## AIM OF THE EXERCISE
Scan the entries below. Return every line that includes "filter".

## Collected data
☆ ☆ ☆ ☆

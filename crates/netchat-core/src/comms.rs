//! Comms manager
//!
//! Owns the handler registry, the listeners and the table of open
//! connections. Every connection gets one reader task that decodes frames
//! and dispatches them to the registered handlers.

use std::collections::HashMap;
use std::sync::atomic::{AtomicBool, AtomicU64, Ordering};
use std::sync::{Arc, PoisonError};
use std::time::Duration;

use tokio::io::{AsyncRead, AsyncWrite, ReadHalf};
use tokio::net::{TcpListener, TcpStream};
use tokio::sync::{Mutex, RwLock};
use tokio::task::JoinHandle;
use tracing::{debug, info, warn};

use crate::config::CommsConfig;
use crate::connection::{Connection, ConnectionId};
use crate::errors::{ConnectionError, NetchatError, Result};
use crate::handlers::PacketHandlerRegistry;
use crate::packet::{ConnectionSetup, PacketHeader, Payload, CONNECTION_SETUP_PACKET_TYPE};
use crate::types::{ConnectionInfo, ConnectionType, Endpoint, NetworkIdentifier};
use crate::wire::read_packet;

struct ListenerHandle {
    endpoint: Endpoint,
    task: JoinHandle<()>,
}

struct CommsInner {
    config: CommsConfig,
    network_identifier: NetworkIdentifier,
    handlers: PacketHandlerRegistry,
    connections: RwLock<HashMap<ConnectionId, Connection>>,
    listeners: Mutex<Vec<ListenerHandle>>,
    listen_endpoints: std::sync::RwLock<Vec<Endpoint>>,
    next_connection_id: AtomicU64,
    shut_down: AtomicBool,
}

/// Connection manager for one local comms instance; cheap to clone
#[derive(Clone)]
pub struct CommsManager {
    inner: Arc<CommsInner>,
}

impl CommsManager {
    /// Create a manager from an explicit configuration
    pub fn new(config: CommsConfig) -> Self {
        let network_identifier = NetworkIdentifier::generate();
        info!(%network_identifier, "comms manager created");
        Self {
            inner: Arc::new(CommsInner {
                config,
                network_identifier,
                handlers: PacketHandlerRegistry::new(),
                connections: RwLock::new(HashMap::new()),
                listeners: Mutex::new(Vec::new()),
                listen_endpoints: std::sync::RwLock::new(Vec::new()),
                next_connection_id: AtomicU64::new(1),
                shut_down: AtomicBool::new(false),
            }),
        }
    }

    pub fn network_identifier(&self) -> NetworkIdentifier {
        self.inner.network_identifier
    }

    pub fn config(&self) -> &CommsConfig {
        &self.inner.config
    }

    pub fn is_shut_down(&self) -> bool {
        self.inner.shut_down.load(Ordering::SeqCst)
    }

    // ------------------------------------------------------------------------
    // Handlers
    // ------------------------------------------------------------------------

    /// Register a handler for incoming `packet_type` packets carrying `T`
    pub fn append_incoming_packet_handler<T, F>(&self, packet_type: &str, handler: F)
    where
        T: Payload,
        F: Fn(&PacketHeader, &ConnectionInfo, T) + Send + Sync + 'static,
    {
        self.inner.handlers.append::<T, F>(packet_type, handler);
    }

    /// Register a handler run after any connection closes
    pub fn append_connection_close_handler<F>(&self, handler: F)
    where
        F: Fn(&ConnectionInfo) + Send + Sync + 'static,
    {
        self.inner.handlers.append_close_handler(handler);
    }

    pub fn handlers(&self) -> &PacketHandlerRegistry {
        &self.inner.handlers
    }

    // ------------------------------------------------------------------------
    // Listening
    // ------------------------------------------------------------------------

    /// Start accepting connections on `endpoint`
    ///
    /// Returns the bound endpoint, which differs from the request when port 0
    /// was asked for.
    pub async fn start_listening(&self, endpoint: &Endpoint) -> Result<Endpoint> {
        self.ensure_running()?;
        let addr = match endpoint {
            Endpoint::Tcp(addr) => *addr,
            Endpoint::Bluetooth(_) => {
                return Err(NetchatError::unsupported(ConnectionType::Bluetooth));
            }
        };

        let listener = TcpListener::bind(addr).await?;
        let bound = Endpoint::Tcp(listener.local_addr()?);
        info!(endpoint = %bound, "listening for incoming connections");

        let manager = self.clone();
        let local = bound.clone();
        let task = tokio::spawn(async move {
            let mut failures = 0u32;
            loop {
                match listener.accept().await {
                    Ok((stream, peer)) => {
                        failures = 0;
                        let accepted_on = stream
                            .local_addr()
                            .map(Endpoint::Tcp)
                            .unwrap_or_else(|_| local.clone());
                        let info =
                            ConnectionInfo::new(Endpoint::Tcp(peer)).with_local_endpoint(accepted_on);
                        if let Err(e) = manager.attach_stream(stream, info).await {
                            warn!("failed to set up incoming connection from {}: {}", peer, e);
                        }
                    }
                    Err(e) => {
                        failures = failures.saturating_add(1);
                        let delay = accept_backoff(failures);
                        warn!(endpoint = %local, ?delay, "accept failed: {}", e);
                        tokio::time::sleep(delay).await;
                    }
                }
            }
        });

        self.inner
            .listen_endpoints
            .write()
            .unwrap_or_else(PoisonError::into_inner)
            .push(bound.clone());
        self.inner.listeners.lock().await.push(ListenerHandle {
            endpoint: bound.clone(),
            task,
        });
        Ok(bound)
    }

    /// Endpoints currently accepting connections of `connection_type`
    pub fn existing_local_listen_endpoints(&self, connection_type: ConnectionType) -> Vec<Endpoint> {
        self.inner
            .listen_endpoints
            .read()
            .unwrap_or_else(PoisonError::into_inner)
            .iter()
            .filter(|e| e.connection_type() == connection_type)
            .cloned()
            .collect()
    }

    // ------------------------------------------------------------------------
    // Connections
    // ------------------------------------------------------------------------

    /// Return the open connection to `target`, establishing one if needed
    pub async fn get_connection(&self, target: &ConnectionInfo) -> Result<Connection> {
        self.ensure_running()?;

        if let Some(existing) = self.find_connection(target).await {
            return Ok(existing);
        }

        let addr = match &target.remote_endpoint {
            Endpoint::Tcp(addr) => *addr,
            Endpoint::Bluetooth(_) => {
                return Err(NetchatError::unsupported(ConnectionType::Bluetooth));
            }
        };

        debug!(endpoint = %target.remote_endpoint, "establishing connection");
        let stream = match self.inner.config.connection_establish_timeout() {
            Some(timeout) => tokio::time::timeout(timeout, TcpStream::connect(addr))
                .await
                .map_err(|_| {
                    NetchatError::Connection(ConnectionError::Timeout {
                        endpoint: target.remote_endpoint.to_string(),
                        duration_ms: timeout.as_millis() as u64,
                    })
                })?,
            None => TcpStream::connect(addr).await,
        }
        .map_err(|e| NetchatError::establish_failed(&target.remote_endpoint, e.to_string()))?;

        let local = Endpoint::Tcp(stream.local_addr()?);
        let info = ConnectionInfo::new(target.remote_endpoint.clone()).with_local_endpoint(local);
        self.attach_stream(stream, info).await
    }

    /// Adopt an already-open byte stream as a connection
    ///
    /// Sends the setup packet and starts the reader task.
    pub async fn attach_stream<S>(&self, stream: S, info: ConnectionInfo) -> Result<Connection>
    where
        S: AsyncRead + AsyncWrite + Send + 'static,
    {
        self.ensure_running()?;
        let (reader, writer) = tokio::io::split(stream);

        let id = ConnectionId(self.inner.next_connection_id.fetch_add(1, Ordering::SeqCst));
        let connection = Connection::new(
            id,
            info,
            Box::new(writer),
            self.inner.config.default_send_receive_options,
            self.inner.config.max_frame_size,
        );

        let setup = ConnectionSetup {
            network_identifier: self.inner.network_identifier,
            listen_endpoints: self
                .inner
                .listen_endpoints
                .read()
                .unwrap_or_else(PoisonError::into_inner)
                .clone(),
        };
        connection
            .send_object(CONNECTION_SETUP_PACKET_TYPE, &setup)
            .await?;

        self.inner
            .connections
            .write()
            .await
            .insert(id, connection.clone());

        let task = tokio::spawn(read_loop(self.clone(), connection.clone(), reader));
        connection.set_reader_task(task);

        info!(connection = %connection, id = %id, "connection established");
        Ok(connection)
    }

    /// All open connections
    pub async fn existing_connections(&self) -> Vec<Connection> {
        let mut connections: Vec<Connection> = self
            .inner
            .connections
            .read()
            .await
            .values()
            .filter(|c| !c.is_closed())
            .cloned()
            .collect();
        connections.sort_by_key(Connection::id);
        connections
    }

    /// Open connection to the peer `target` describes, in either direction
    async fn find_connection(&self, target: &ConnectionInfo) -> Option<Connection> {
        let connections = self.inner.connections.read().await;
        let mut matching: Vec<&Connection> = connections
            .values()
            .filter(|c| !c.is_closed() && c.info().reaches(target))
            .collect();
        matching.sort_by_key(|c| c.id());
        matching.first().map(|c| (*c).clone())
    }

    async fn remove_connection(&self, id: ConnectionId) {
        self.inner.connections.write().await.remove(&id);
    }

    // ------------------------------------------------------------------------
    // Shutdown
    // ------------------------------------------------------------------------

    /// Stop listening, close every connection and refuse further work
    pub async fn shutdown(&self) {
        if self.inner.shut_down.swap(true, Ordering::SeqCst) {
            return;
        }
        info!("comms shutting down");

        for listener in self.inner.listeners.lock().await.drain(..) {
            listener.task.abort();
            debug!(endpoint = %listener.endpoint, "listener stopped");
        }
        self.inner
            .listen_endpoints
            .write()
            .unwrap_or_else(PoisonError::into_inner)
            .clear();

        let connections: Vec<Connection> = self
            .inner
            .connections
            .write()
            .await
            .drain()
            .map(|(_, c)| c)
            .collect();
        for connection in connections {
            let first_close = !connection.is_closed();
            connection.close().await;
            if first_close {
                self.inner.handlers.notify_closed(&connection.info());
            }
        }
    }

    fn ensure_running(&self) -> Result<()> {
        if self.is_shut_down() {
            Err(NetchatError::ShutDown)
        } else {
            Ok(())
        }
    }
}

const ACCEPT_BACKOFF_BASE: Duration = Duration::from_millis(50);
const ACCEPT_BACKOFF_MAX: Duration = Duration::from_secs(1);

/// Pause before retrying after `failures` accept errors in a row
fn accept_backoff(failures: u32) -> Duration {
    let shift = failures.saturating_sub(1).min(5);
    (ACCEPT_BACKOFF_BASE * (1u32 << shift)).min(ACCEPT_BACKOFF_MAX)
}

async fn read_loop<S>(manager: CommsManager, connection: Connection, mut reader: ReadHalf<S>)
where
    S: AsyncRead + AsyncWrite + Send + 'static,
{
    let max_frame_size = manager.inner.config.max_frame_size;
    loop {
        match read_packet(&mut reader, max_frame_size).await {
            Ok(packet) if packet.header.packet_type == CONNECTION_SETUP_PACKET_TYPE => {
                match packet.decode_payload::<ConnectionSetup>() {
                    Ok(setup) => {
                        debug!(
                            connection = %connection.id(),
                            remote = %setup.network_identifier,
                            "connection setup received"
                        );
                        connection.apply_setup(&setup);
                    }
                    Err(e) => warn!(connection = %connection.id(), "bad setup packet: {}", e),
                }
            }
            Ok(packet) => {
                let info = connection.info();
                let handled = manager.inner.handlers.dispatch(&packet, &info);
                debug!(
                    connection = %connection.id(),
                    packet_type = %packet.header.packet_type,
                    handled,
                    "packet received"
                );
            }
            Err(e) if e.is_disconnect() => {
                info!(connection = %connection, "connection closed by remote");
                break;
            }
            Err(e) => {
                warn!(connection = %connection, "closing connection after read error: {}", e);
                break;
            }
        }
    }

    manager.remove_connection(connection.id()).await;
    if connection.mark_closed() {
        manager.inner.handlers.notify_closed(&connection.info());
    }
}
use std::sync::OnceLock;

use metrics_exporter_prometheus::{PrometheusBuilder, PrometheusHandle};

use crate::core::config::Settings;

static PROM_HANDLE: OnceLock<PrometheusHandle> = OnceLock::new();

pub(crate) fn init(settings: &Settings) -> anyhow::Result<()> {
    if !settings.telemetry().prometheus_enabled || PROM_HANDLE.get().is_some() {
        return Ok(());
    }

    let handle = PrometheusBuilder::new().install_recorder()?;
    let _ = PROM_HANDLE.set(handle);
    Ok(())
}

pub(crate) fn render() -> Option<String> {
    PROM_HANDLE.get().map(|handle| handle.render())
}

/// Counts one call to the model API, labelled by operation and outcome.
pub(crate) fn record_llm_call(operation: &'static str, outcome: &'static str) {
    metrics::counter!(
        "llm_requests_total",
        "operation" => operation,
        "outcome" => outcome
    )
    .increment(1);
}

☆ ☆ ☆ ☆

## TASK OUTPUT
            .filter(|e| e.connection_type() == connection_type)
            .filter(|c| !c.is_closed())
            .filter(|c| !c.is_closed() && c.info().reaches(target))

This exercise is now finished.